Dataset excerpts
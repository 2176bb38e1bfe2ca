use crate::canvas::frame_size;
use crate::tasks::{Imprint, Step, Task};
use crate::world::World;

/// Ticks each banner frame stays on screen.
const FRAME_HOLD: usize = 5;

/// "Game over" banner looping in the middle of the play field until the
/// player quits.
#[derive(Default)]
pub struct GameOver {
    tick: usize,
    imprint: Imprint,
}

impl GameOver {
    pub fn new() -> Self {
        Self::default()
    }
}

impl Task for GameOver {
    fn name(&self) -> &'static str {
        "game_over"
    }

    fn step(&mut self, world: &mut World) -> Step {
        self.imprint.wipe(&mut world.canvas);

        let frames = &world.assets.game_over;
        if frames.is_empty() {
            return Step::Pending;
        }
        let frame = frames[(self.tick / FRAME_HOLD) % frames.len()].clone();
        self.tick += 1;

        let (rows, columns) = frame_size(&frame);
        let row = (world.canvas.rows() as f64 - rows as f64) / 2.0;
        let column = (world.canvas.columns() as f64 - columns as f64) / 2.0;
        self.imprint.stamp(&mut world.canvas, row, column, &frame);
        Step::Pending
    }
}
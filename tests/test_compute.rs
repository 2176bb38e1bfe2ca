use space_garbage::compute::*;
use space_garbage::entities::BoundingBox;

use rand::rngs::StdRng;
use rand::{Rng, SeedableRng};

fn seeded_rng() -> StdRng {
    StdRng::seed_from_u64(42)
}

// ── to_cell ───────────────────────────────────────────────────────────────────

#[test]
fn to_cell_rounds_half_to_even() {
    assert_eq!(to_cell(2.5), 2);
    assert_eq!(to_cell(3.5), 4);
    assert_eq!(to_cell(-0.5), 0);
    assert_eq!(to_cell(-1.5), -2);
}

#[test]
fn to_cell_rounds_to_nearest() {
    assert_eq!(to_cell(1.4), 1);
    assert_eq!(to_cell(1.6), 2);
    assert_eq!(to_cell(-0.6), -1);
}

// ── update_speed ──────────────────────────────────────────────────────────────

#[test]
fn resting_ship_stays_at_rest() {
    assert_eq!(update_speed(0.0, 0.0, 0, 0), (0.0, 0.0));
}

#[test]
fn first_press_jerks_off_the_line() {
    assert_eq!(update_speed(0.0, 0.0, 1, 0), (0.75, 0.0));
    assert_eq!(update_speed(0.0, 0.0, 0, -1), (0.0, -0.75));
}

#[test]
fn released_keys_fade_speed() {
    let (row, column) = update_speed(1.0, -1.0, 0, 0);
    assert!((row - 0.8).abs() < 1e-12);
    assert!((column + 0.8).abs() < 1e-12);
}

#[test]
fn held_key_reaches_and_keeps_speed_limit() {
    let (mut row, mut column) = (0.0, 0.0);
    for _ in 0..50 {
        (row, column) = update_speed(row, column, 1, -1);
        assert!(row <= SPEED_LIMIT);
        assert!(column >= -SPEED_LIMIT);
    }
    assert_eq!(row, SPEED_LIMIT);
    assert_eq!(column, -SPEED_LIMIT);
}

#[test]
fn reversing_near_zero_snaps_to_standstill() {
    let (row, _) = update_speed(0.93, 0.0, -1, 0);
    assert_eq!(row, 0.0);
}

// ── clamp_position ────────────────────────────────────────────────────────────

#[test]
fn clamp_keeps_ship_inside_border() {
    assert_eq!(clamp_position(-5.0, 8, 1, 29), 1.0);
    assert_eq!(clamp_position(40.0, 8, 1, 29), 21.0);
    assert_eq!(clamp_position(10.5, 8, 1, 29), 10.5);
}

#[test]
fn clamp_holds_for_any_input_sequence() {
    let mut rng = seeded_rng();
    let (rows, columns) = (30usize, 60usize);
    let (height, width) = (8usize, 5usize);
    let (mut row, mut column) = (10.0, 20.0);
    let (mut row_speed, mut column_speed) = (0.0, 0.0);

    for _ in 0..2_000 {
        let rows_direction = rng.gen_range(-1..=1);
        let columns_direction = rng.gen_range(-1..=1);
        (row_speed, column_speed) =
            update_speed(row_speed, column_speed, rows_direction, columns_direction);
        row = clamp_position(row + row_speed, height, 1, rows - 1);
        column = clamp_position(column + column_speed, width, 1, columns - 1);

        assert!(1.0 <= row && row <= (rows - 1 - height) as f64);
        assert!(1.0 <= column && column <= (columns - 1 - width) as f64);
    }
}

// ── overlap queries ───────────────────────────────────────────────────────────

#[test]
fn boxes_touching_edges_do_not_overlap() {
    let a = BoundingBox::new(0, 0, 2, 2);
    assert!(!boxes_overlap(&a, &BoundingBox::new(2, 0, 2, 2)));
    assert!(!boxes_overlap(&a, &BoundingBox::new(0, 2, 2, 2)));
    assert!(!boxes_overlap(&a, &BoundingBox::new(-2, 0, 2, 2)));
}

#[test]
fn boxes_sharing_one_cell_overlap() {
    let a = BoundingBox::new(0, 0, 2, 2);
    assert!(boxes_overlap(&a, &BoundingBox::new(1, 1, 2, 2)));
    assert!(boxes_overlap(&BoundingBox::new(1, 1, 2, 2), &a));
}

#[test]
fn contained_box_overlaps() {
    let outer = BoundingBox::new(0, 0, 10, 10);
    let inner = BoundingBox::new(3, 3, 1, 1);
    assert!(boxes_overlap(&outer, &inner));
    assert!(boxes_overlap(&inner, &outer));
}

#[test]
fn disjoint_boxes_do_not_overlap() {
    let a = BoundingBox::new(0, 0, 3, 3);
    assert!(!boxes_overlap(&a, &BoundingBox::new(10, 10, 3, 3)));
    assert!(!boxes_overlap(&a, &BoundingBox::new(0, 5, 3, 3)));
}

#[test]
fn point_inside_uses_half_open_ranges() {
    let b = BoundingBox::new(5, 10, 3, 4);
    assert!(point_inside(&b, 5, 10));
    assert!(point_inside(&b, 7, 13));
    assert!(!point_inside(&b, 8, 10));
    assert!(!point_inside(&b, 5, 14));
    assert!(!point_inside(&b, 4, 10));
}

▶ [Directions]: Above are the entries. Copy exactly the part that opens with the line containing "assert_eq!(clamp_position(-5.0, 8, 1, 29), 1.0);" and closes with the line containing "let mut rng = seeded_rng();", and no more.

▶ [Response to the exercise]:
    assert_eq!(clamp_position(-5.0, 8, 1, 29), 1.0);
    assert_eq!(clamp_position(40.0, 8, 1, 29), 21.0);
    assert_eq!(clamp_position(10.5, 8, 1, 29), 10.5);
}

#[test]
fn clamp_holds_for_any_input_sequence() {
    let mut rng = seeded_rng();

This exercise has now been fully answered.